Harmful Handwashing: The Dangers of Antibacterial Soaps

Written by Beth Corcoran, Contributing Writer

I love this time of year, when the leaves start to change colors and the air turns crisp at night. But as I enjoy the lovely colors and smells of this season, a part of me sighs deeply as I realize we are once again entering the time of year when it seems someone is always sick in my house.

This is also the time that TV commercials start to heavily push the use of hand sanitizers and soaps. But the question is not a matter of which brand we should choose. The question is whether or not these items are truly necessary in the fight against germs.

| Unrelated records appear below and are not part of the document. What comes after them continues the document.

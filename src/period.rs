// Copyright (c) 2025 Soumyadip Sarkar.
// All rights reserved.
//
// This source code is licensed under the license found in the
// LICENSE file in the root directory of this source tree.

//! Settlement period labels: `YYYY-MM` for a calendar month, `YYYY` for a calendar year.

use chrono::{Datelike, Months, NaiveDate};
use once_cell::sync::Lazy;
use regex::Regex;
use serde::{Deserialize, Serialize};

use crate::error::{LedgerError, Result};

static PERIOD_LABEL: Lazy<Regex> =
    Lazy::new(|| Regex::new(r"^(\d{4})(?:-(\d{2}))?$").expect("period label pattern"));

#[derive(Debug, Clone, Copy, PartialEq, Eq, Hash, Serialize, Deserialize)]
#[serde(rename_all = "lowercase")]
pub enum PeriodType {
    Monthly,
    Yearly,
}

impl PeriodType {
    pub fn as_str(&self) -> &'static str {
        match self {
            PeriodType::Monthly => "monthly",
            PeriodType::Yearly => "yearly",
        }
    }
}

impl std::str::FromStr for PeriodType {
    type Err = LedgerError;

    fn from_str(s: &str) -> Result<Self> {
        match s.trim().to_ascii_lowercase().as_str() {
            "monthly" => Ok(PeriodType::Monthly),
            "yearly" => Ok(PeriodType::Yearly),
            other => Err(LedgerError::invalid(format!("unknown period type '{}'", other))),
        }
    }
}

#[derive(Debug, Clone, PartialEq, Eq, Hash)]
pub struct Period {
    label: String,
    kind: PeriodType,
    start: NaiveDate,
    end: NaiveDate,
}

impl Period {
    pub fn parse(label: &str) -> Result<Period> {
        let label = label.trim();
        let caps = PERIOD_LABEL.captures(label).ok_or_else(|| {
            LedgerError::invalid(format!(
                "invalid period '{}', expected YYYY-MM or YYYY",
                label
            ))
        })?;
        let year: i32 = caps[1]
            .parse()
            .map_err(|_| LedgerError::invalid(format!("invalid year in '{}'", label)))?;
        match caps.get(2) {
            Some(month) => {
                let month: u32 = month
                    .as_str()
                    .parse()
                    .map_err(|_| LedgerError::invalid(format!("invalid month in '{}'", label)))?;
                Period::monthly(year, month)
            }
            None => Period::yearly(year),
        }
    }

    pub fn monthly(year: i32, month: u32) -> Result<Period> {
        let start = NaiveDate::from_ymd_opt(year, month, 1).ok_or_else(|| {
            LedgerError::invalid(format!("invalid month {:04}-{:02}", year, month))
        })?;
        let end = start
            .checked_add_months(Months::new(1))
            .and_then(|next| next.pred_opt())
            .ok_or_else(|| LedgerError::invalid("period out of calendar range"))?;
        Ok(Period {
            label: format!("{:04}-{:02}", year, month),
            kind: PeriodType::Monthly,
            start,
            end,
        })
    }

    pub fn yearly(year: i32) -> Result<Period> {
        let start = NaiveDate::from_ymd_opt(year, 1, 1)
            .ok_or_else(|| LedgerError::invalid(format!("invalid year {}", year)))?;
        let end = NaiveDate::from_ymd_opt(year, 12, 31)
            .ok_or_else(|| LedgerError::invalid(format!("invalid year {}", year)))?;
        Ok(Period {
            label: format!("{:04}", year),
            kind: PeriodType::Yearly,
            start,
            end,
        })
    }

    /// The calendar month containing `date`.
    pub fn month_of(date: NaiveDate) -> Period {
        let start = date.with_day(1).unwrap_or(date);
        let end = start
            .checked_add_months(Months::new(1))
            .and_then(|next| next.pred_opt())
            .unwrap_or(date);
        Period {
            label: format!("{:04}-{:02}", date.year(), date.month()),
            kind: PeriodType::Monthly,
            start,
            end,
        }
    }

    pub fn label(&self) -> &str {
        &self.label
    }

    pub fn kind(&self) -> PeriodType {
        self.kind
    }

    pub fn start(&self) -> NaiveDate {
        self.start
    }

    pub fn end(&self) -> NaiveDate {
        self.end
    }

    pub fn contains(&self, date: NaiveDate) -> bool {
        date >= self.start && date <= self.end
    }

    pub fn next(&self) -> Result<Period> {
        match self.kind {
            PeriodType::Monthly => {
                let first = self
                    .end
                    .succ_opt()
                    .ok_or_else(|| LedgerError::invalid("period out of calendar range"))?;
                Period::monthly(first.year(), first.month())
            }
            PeriodType::Yearly => Period::yearly(self.start.year() + 1),
        }
    }

    pub fn previous(&self) -> Result<Period> {
        match self.kind {
            PeriodType::Monthly => {
                let last = self
                    .start
                    .pred_opt()
                    .ok_or_else(|| LedgerError::invalid("period out of calendar range"))?;
                Period::monthly(last.year(), last.month())
            }
            PeriodType::Yearly => Period::yearly(self.start.year() - 1),
        }
    }

    /// Days from `today` to the last day of the period; zero once it has ended.
    pub fn days_remaining(&self, today: NaiveDate) -> i64 {
        if today > self.end {
            return 0;
        }
        (self.end - today).num_days()
    }
}

impl std::fmt::Display for Period {
    fn fmt(&self, f: &mut std::fmt::Formatter<'_>) -> std::fmt::Result {
        f.write_str(&self.label)
    }
}

impl std::str::FromStr for Period {
    type Err = LedgerError;

    fn from_str(s: &str) -> Result<Self> {
        Period::parse(s)
    }
}

#[cfg(test)]
mod tests {
    use super::*;

    fn d(y: i32, m: u32, day: u32) -> NaiveDate {
        NaiveDate::from_ymd_opt(y, m, day).unwrap()
    }

    #[test]
    fn parses_month_and_year_labels() {
        let jan = Period::parse("2024-01").unwrap();
        assert_eq!(jan.kind(), PeriodType::Monthly);
        assert_eq!(jan.start(), d(2024, 1, 1));
        assert_eq!(jan.end(), d(2024, 1, 31));

        let feb = Period::parse(" 2024-02 ").unwrap();
        assert_eq!(feb.end(), d(2024, 2, 29));

        let year = Period::parse("2023").unwrap();
        assert_eq!(year.kind(), PeriodType::Yearly);
        assert_eq!(year.end(), d(2023, 12, 31));
    }

    #[test]
    fn rejects_malformed_labels() {
        for bad in ["2024-13", "2024-1", "24-01", "2024/01", ""] {
            assert!(Period::parse(bad).is_err(), "{bad} should be rejected");
        }
    }

    #[test]
    fn next_and_previous_cross_year_boundaries() {
        let dec = Period::parse("2023-12").unwrap();
        assert_eq!(dec.next().unwrap().label(), "2024-01");
        assert_eq!(Period::parse("2024-01").unwrap().previous().unwrap().label(), "2023-12");
        assert_eq!(Period::parse("2024").unwrap().next().unwrap().label(), "2025");
    }

    #[test]
    fn days_remaining_counts_down_to_zero() {
        let jan = Period::parse("2024-01").unwrap();
        assert_eq!(jan.days_remaining(d(2024, 1, 28)), 3);
        assert_eq!(jan.days_remaining(d(2024, 1, 31)), 0);
        assert_eq!(jan.days_remaining(d(2024, 2, 5)), 0);
        assert_eq!(Period::month_of(d(2024, 3, 17)).label(), "2024-03");
    }
}
fn period_transactions(
    conn: &Connection,
    owner: &str,
    period: &Period,
) -> Result<Vec<Transaction>> {
    let sql = format!(
        "SELECT {} FROM transactions
         WHERE owner=?1 AND date>=?2 AND date<=?3 AND recurring IS NULL
         ORDER BY date, id",
        TX_COLUMNS
    );
    let mut stmt = conn.prepare(&sql)?;
    let rows = stmt.query_map(params![owner, period.start(), period.end()], map_transaction)?;
    let mut data = Vec::new();
    for row in rows {
        data.push(row?);
    }
    Ok(data)
}

/// Totals and per-category breakdown. Liability payments are debt service and stay out
/// of the expense total; they still show in the breakdown.
pub fn summarize(transactions: &[Transaction]) -> SettlementSummary {
    let mut summary = SettlementSummary::default();
    let mut by_category: BTreeMap<(Option<_>, TransactionType), CategoryTotal> = BTreeMap::new();
    for t in transactions {
        summary.transaction_count += 1;
        match t.tx_type {
            TransactionType::Income => summary.total_income += t.amount,
            TransactionType::Expense if t.is_liability_payment => {
                summary.total_liability_payments += t.amount
            }
            TransactionType::Expense => summary.total_expense += t.amount,
            TransactionType::Transfer => summary.total_transfers += t.amount,
            TransactionType::Liability => summary.total_loan_proceeds += t.amount,
        }
        let entry = by_category
            .entry((t.category, t.tx_type))
            .or_insert_with(|| CategoryTotal {
                category: t.category,
                tx_type: Some(t.tx_type),
                ..CategoryTotal::default()
            });
        entry.amount += t.amount;
        entry.count += 1;
    }
    summary.net_savings = summary.total_income - summary.total_expense;
    summary.categories = by_category.into_values().collect();
    summary
}
// Copyright (c) 2025 Soumyadip Sarkar.
// All rights reserved.
//
// This source code is licensed under the license found in the
// LICENSE file in the root directory of this source tree.

//! Recurring transaction templates and their approval cycle.
//!
//! A template is `Scheduled` until its next execution date arrives. Templates that need
//! approval then sit in `PendingApproval` until approved (a concrete transaction is posted)
//! or skipped; both advance the schedule by one step. Once the next execution falls past
//! the end date the template is `Ended` and rejects every transition.

use chrono::{Days, NaiveDate};
use rusqlite::{params, Connection};
use rust_decimal::Decimal;
use serde::{Deserialize, Serialize};
use serde_json::json;

use crate::config;
use crate::db::UnitOfWork;
use crate::engine::transactions::{
    get_transaction, insert_transaction, map_transaction, Links, TransactionDraft, TX_COLUMNS,
};
use crate::error::{LedgerError, Result};
use crate::models::{string_enum, Id, RecurringConfig, Transaction};
use crate::sinks::{
    AuditAction, EntityKind, EntityRef, Notification, NotificationKind, Priority,
};

string_enum! {
    RecurringState {
        Scheduled => "scheduled",
        PendingApproval => "pending_approval",
        Ended => "ended",
    }
}

pub fn recurring_state(config: &RecurringConfig, today: NaiveDate) -> RecurringState {
    if config.is_ended() {
        RecurringState::Ended
    } else if config.requires_approval && !config.is_approved && config.next_execution <= today {
        RecurringState::PendingApproval
    } else {
        RecurringState::Scheduled
    }
}

#[derive(Debug, Clone, Serialize)]
pub struct RecurringTemplate {
    pub transaction: Transaction,
    pub state: RecurringState,
}

impl RecurringTemplate {
    fn config(&self) -> Result<&RecurringConfig> {
        self.transaction.recurring.as_ref().ok_or_else(|| {
            LedgerError::invalid(format!(
                "transaction {} is not a recurring template",
                self.transaction.id
            ))
        })
    }
}

fn templates(conn: &Connection, owner: &str, today: NaiveDate) -> Result<Vec<RecurringTemplate>> {
    let sql = format!(
        "SELECT {} FROM transactions WHERE owner=?1 AND recurring IS NOT NULL ORDER BY id",
        TX_COLUMNS
    );
    let mut stmt = conn.prepare(&sql)?;
    let rows = stmt.query_map(params![owner], map_transaction)?;
    let mut data = Vec::new();
    for row in rows {
        let transaction = row?;
        if let Some(cfg) = &transaction.recurring {
            let state = recurring_state(cfg, today);
            data.push(RecurringTemplate { transaction, state });
        }
    }
    Ok(data)
}

pub fn list_templates(
    conn: &Connection,
    owner: &str,
    today: NaiveDate,
) -> Result<Vec<RecurringTemplate>> {
    templates(conn, owner, today)
}

pub fn get_template(
    conn: &Connection,
    owner: &str,
    id: Id,
    today: NaiveDate,
) -> Result<RecurringTemplate> {
    let transaction = get_transaction(conn, owner, id)?;
    let state = match &transaction.recurring {
        Some(cfg) => recurring_state(cfg, today),
        None => {
            return Err(LedgerError::invalid(format!(
                "transaction {} is not a recurring template",
                id
            )));
        }
    };
    Ok(RecurringTemplate { transaction, state })
}

fn store_config(uow: &UnitOfWork<'_>, id: Id, cfg: &RecurringConfig) -> Result<()> {
    uow.execute(
        "UPDATE transactions SET recurring=?1, updated_at=?2 WHERE id=?3",
        params![serde_json::to_string(cfg)?, uow.now(), id],
    )?;
    Ok(())
}

fn expect_state(
    template: &RecurringTemplate,
    allowed: &[RecurringState],
    action: &str,
) -> Result<()> {
    if allowed.contains(&template.state) {
        return Ok(());
    }
    Err(LedgerError::invalid(format!(
        "cannot {} recurring transaction {} while it is {}",
        action, template.transaction.id, template.state
    )))
}

/// Posts the concrete transaction for the current cycle and advances the schedule.
fn materialize(
    uow: &mut UnitOfWork<'_>,
    owner: &str,
    template: &RecurringTemplate,
    amount: Option<Decimal>,
) -> Result<Transaction> {
    let tpl = &template.transaction;
    let mut cfg = template.config()?.clone();
    let mut draft = TransactionDraft::new(
        tpl.tx_type,
        tpl.account_id,
        amount.unwrap_or(tpl.amount),
        cfg.next_execution,
    );
    draft.category = tpl.category;
    draft.description = tpl.description.clone();
    let child = insert_transaction(
        uow,
        owner,
        draft,
        Links {
            recurring_parent_id: Some(tpl.id),
            ..Links::default()
        },
    )?;
    cfg.last_executed = Some(cfg.next_execution);
    cfg.next_execution = cfg.schedule.advance(cfg.next_execution)?;
    cfg.is_approved = false;
    store_config(uow, tpl.id, &cfg)?;
    Ok(child)
}

/// Approves the pending cycle, optionally overriding its amount.
pub fn approve(
    uow: &mut UnitOfWork<'_>,
    owner: &str,
    id: Id,
    amount: Option<Decimal>,
) -> Result<Transaction> {
    let template = get_template(uow, owner, id, uow.today())?;
    expect_state(&template, &[RecurringState::PendingApproval], "approve")?;
    let child = materialize(uow, owner, &template, amount)?;
    uow.audit(
        owner,
        AuditAction::RecurringApproved,
        EntityRef::new(EntityKind::Transaction, id),
        json!({ "transaction_id": child.id, "amount": child.amount, "date": child.date }),
    );
    tracing::info!(owner, template_id = id, transaction_id = child.id, "recurring cycle approved");
    Ok(child)
}

/// Drops the pending cycle without posting anything. The cycle still counts against the
/// end date.
pub fn skip(uow: &mut UnitOfWork<'_>, owner: &str, id: Id) -> Result<RecurringConfig> {
    let template = get_template(uow, owner, id, uow.today())?;
    expect_state(&template, &[RecurringState::PendingApproval], "skip")?;
    let mut cfg = template.config()?.clone();
    let skipped = cfg.next_execution;
    cfg.next_execution = cfg.schedule.advance(skipped)?;
    cfg.is_approved = false;
    store_config(uow, id, &cfg)?;
    uow.audit(
        owner,
        AuditAction::RecurringSkipped,
        EntityRef::new(EntityKind::Transaction, id),
        json!({ "skipped": skipped, "next_execution": cfg.next_execution }),
    );
    tracing::info!(owner, template_id = id, %skipped, "recurring cycle skipped");
    Ok(cfg)
}

/// Ends the template today. A cycle already due is discarded with it.
pub fn cancel(uow: &mut UnitOfWork<'_>, owner: &str, id: Id) -> Result<RecurringConfig> {
    let today = uow.today();
    let template = get_template(uow, owner, id, today)?;
    expect_state(
        &template,
        &[RecurringState::Scheduled, RecurringState::PendingApproval],
        "cancel",
    )?;
    let mut cfg = template.config()?.clone();
    cfg.end_date = Some(today);
    while cfg.next_execution <= today {
        cfg.next_execution = cfg.schedule.advance(cfg.next_execution)?;
    }
    cfg.is_approved = false;
    store_config(uow, id, &cfg)?;
    uow.audit(
        owner,
        AuditAction::RecurringCancelled,
        EntityRef::new(EntityKind::Transaction, id),
        json!({ "end_date": today }),
    );
    tracing::info!(owner, template_id = id, "recurring template cancelled");
    Ok(cfg)
}

/// Sweep for templates needing approval within the lookahead window. Sends one
/// notification per template and never approves anything.
pub fn pending_approvals(uow: &mut UnitOfWork<'_>, owner: &str) -> Result<Vec<RecurringTemplate>> {
    let today = uow.today();
    let lookahead = config::recurring_lookahead_days(uow)?;
    let horizon = today
        .checked_add_days(Days::new(u64::try_from(lookahead).unwrap_or(0)))
        .unwrap_or(NaiveDate::MAX);
    let mut out = Vec::new();
    for template in templates(uow, owner, today)? {
        let Some(cfg) = template.transaction.recurring.as_ref() else {
            continue;
        };
        if template.state == RecurringState::Ended
            || !cfg.requires_approval
            || cfg.next_execution > horizon
        {
            continue;
        }
        let priority = if template.state == RecurringState::PendingApproval {
            Priority::High
        } else {
            Priority::Medium
        };
        uow.notify(Notification::new(
            owner,
            NotificationKind::RecurringApproval,
            priority,
            format!(
                "Recurring {} of {} due {} needs approval",
                template.transaction.tx_type, template.transaction.amount, cfg.next_execution
            ),
            Some(EntityRef::new(EntityKind::Transaction, template.transaction.id)),
        ));
        out.push(template);
    }
    Ok(out)
}

/// Posts every due cycle of templates that run without approval, catching up missed ones.
pub fn process_due(uow: &mut UnitOfWork<'_>, owner: &str) -> Result<Vec<Transaction>> {
    let today = uow.today();
    let mut posted = Vec::new();
    for template in templates(uow, owner, today)? {
        let auto = template
            .transaction
            .recurring
            .as_ref()
            .is_some_and(|cfg| !cfg.requires_approval);
        if !auto {
            continue;
        }
        let id = template.transaction.id;
        let mut current = template;
        loop {
            let cfg = current.config()?;
            if current.state == RecurringState::Ended || cfg.next_execution > today {
                break;
            }
            let child = materialize(uow, owner, &current, None)?;
            uow.audit(
                owner,
                AuditAction::RecurringApproved,
                EntityRef::new(EntityKind::Transaction, id),
                json!({ "transaction_id": child.id, "amount": child.amount, "date": child.date, "auto": true }),
            );
            posted.push(child);
            current = get_template(uow, owner, id, today)?;
        }
    }
    if !posted.is_empty() {
        tracing::info!(owner, count = posted.len(), "recurring transactions posted");
    }
    Ok(posted)
}
// Copyright (c) 2025 Soumyadip Sarkar.
// All rights reserved.
//
// This source code is licensed under the license found in the
// LICENSE file in the root directory of this source tree.

use anyhow::Result;
use rusqlite::Connection;

use crate::engine::bills::{list_bills, BillPaymentRequest, NewBill};
use crate::engine::Engine;
use crate::models::{Bill, Category, RecurringPattern};
use crate::utils::{
    arg, fmt_money, id_arg, id_for_account, maybe_print_json, opt_date, opt_decimal, parse_date,
    parse_decimal, pretty_table, schedule_from,
};

pub fn handle(
    engine: &Engine,
    conn: &mut Connection,
    owner: &str,
    m: &clap::ArgMatches,
) -> Result<()> {
    match m.subcommand() {
        Some(("add", sub)) => {
            let recurring = schedule_from(sub)?
                .map(|schedule| -> Result<RecurringPattern> {
                    Ok(RecurringPattern {
                        schedule,
                        end_date: opt_date(sub, "until")?,
                    })
                })
                .transpose()?;
            let new = NewBill {
                name: arg(sub, "name")?.clone(),
                amount: parse_decimal(arg(sub, "amount")?)?,
                category: arg(sub, "category")?.parse::<Category>()?,
                due_date: parse_date(arg(sub, "due")?)?,
                recurring,
                reminder_days: sub
                    .get_many::<u32>("remind")
                    .map(|v| v.copied().collect())
                    .unwrap_or_default(),
            };
            let bill = engine.create_bill(conn, owner, new)?;
            println!(
                "Added bill '{}' (#{}) of {} due {}",
                bill.name,
                bill.id,
                fmt_money(&bill.amount),
                bill.due_date
            );
        }
        Some(("pay", sub)) => {
            let id = id_arg(sub, "id")?;
            let req = BillPaymentRequest {
                account_id: id_for_account(conn, owner, arg(sub, "from")?)?,
                amount: opt_decimal(sub, "amount")?,
                date: opt_date(sub, "date")?,
            };
            let out = engine.mark_bill_as_paid(conn, owner, id, req)?;
            println!(
                "Paid {} on '{}'; outstanding {}",
                fmt_money(&out.payment.amount),
                out.bill.name,
                fmt_money(&out.bill.outstanding())
            );
            if let Some(next) = out.successor {
                println!("Next '{}' (#{}) due {}", next.name, next.id, next.due_date);
            }
        }
        Some(("list", sub)) => {
            let data = list_bills(conn, owner)?;
            print_bills(engine, sub, &data)?;
        }
        Some(("upcoming", sub)) => {
            let days = sub.get_one::<u32>("days").copied().unwrap_or(7);
            let data = engine.upcoming_bills(conn, owner, days)?;
            print_bills(engine, sub, &data)?;
        }
        Some(("remind", _)) => {
            let sent = engine.dispatch_due_reminders(conn, owner)?;
            for r in &sent {
                println!("[{:?}] {}", r.notification.priority, r.notification.message);
            }
            println!("Sent {} reminder(s)", sent.len());
        }
        _ => {}
    }
    Ok(())
}

fn print_bills(engine: &Engine, sub: &clap::ArgMatches, data: &[Bill]) -> Result<()> {
    if maybe_print_json(sub.get_flag("json"), &data)? {
        return Ok(());
    }
    let today = engine.today();
    let rows = data
        .iter()
        .map(|b| {
            vec![
                b.id.to_string(),
                b.name.clone(),
                b.due_date.to_string(),
                fmt_money(&b.amount),
                fmt_money(&b.paid_amount),
                b.status(today).to_string(),
                b.recurring
                    .as_ref()
                    .map(|r| r.schedule.label())
                    .unwrap_or_default(),
            ]
        })
        .collect();
    println!(
        "{}",
        pretty_table(&["Id", "Name", "Due", "Amount", "Paid", "Status", "Repeats"], rows)
    );
    Ok(())
}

So let’s dive right in and take a look at what actually happens when you clean your hands with antibacterial soap.

Why Antibacterial Soap Came to Be

Soaps containing antibacterial chemicals got their start in hospitals and clinics. Those are both places where a sterile environment is necessary and much appreciated. It has only been in the recent years that these soaps have been marketed and sold to the household consumer.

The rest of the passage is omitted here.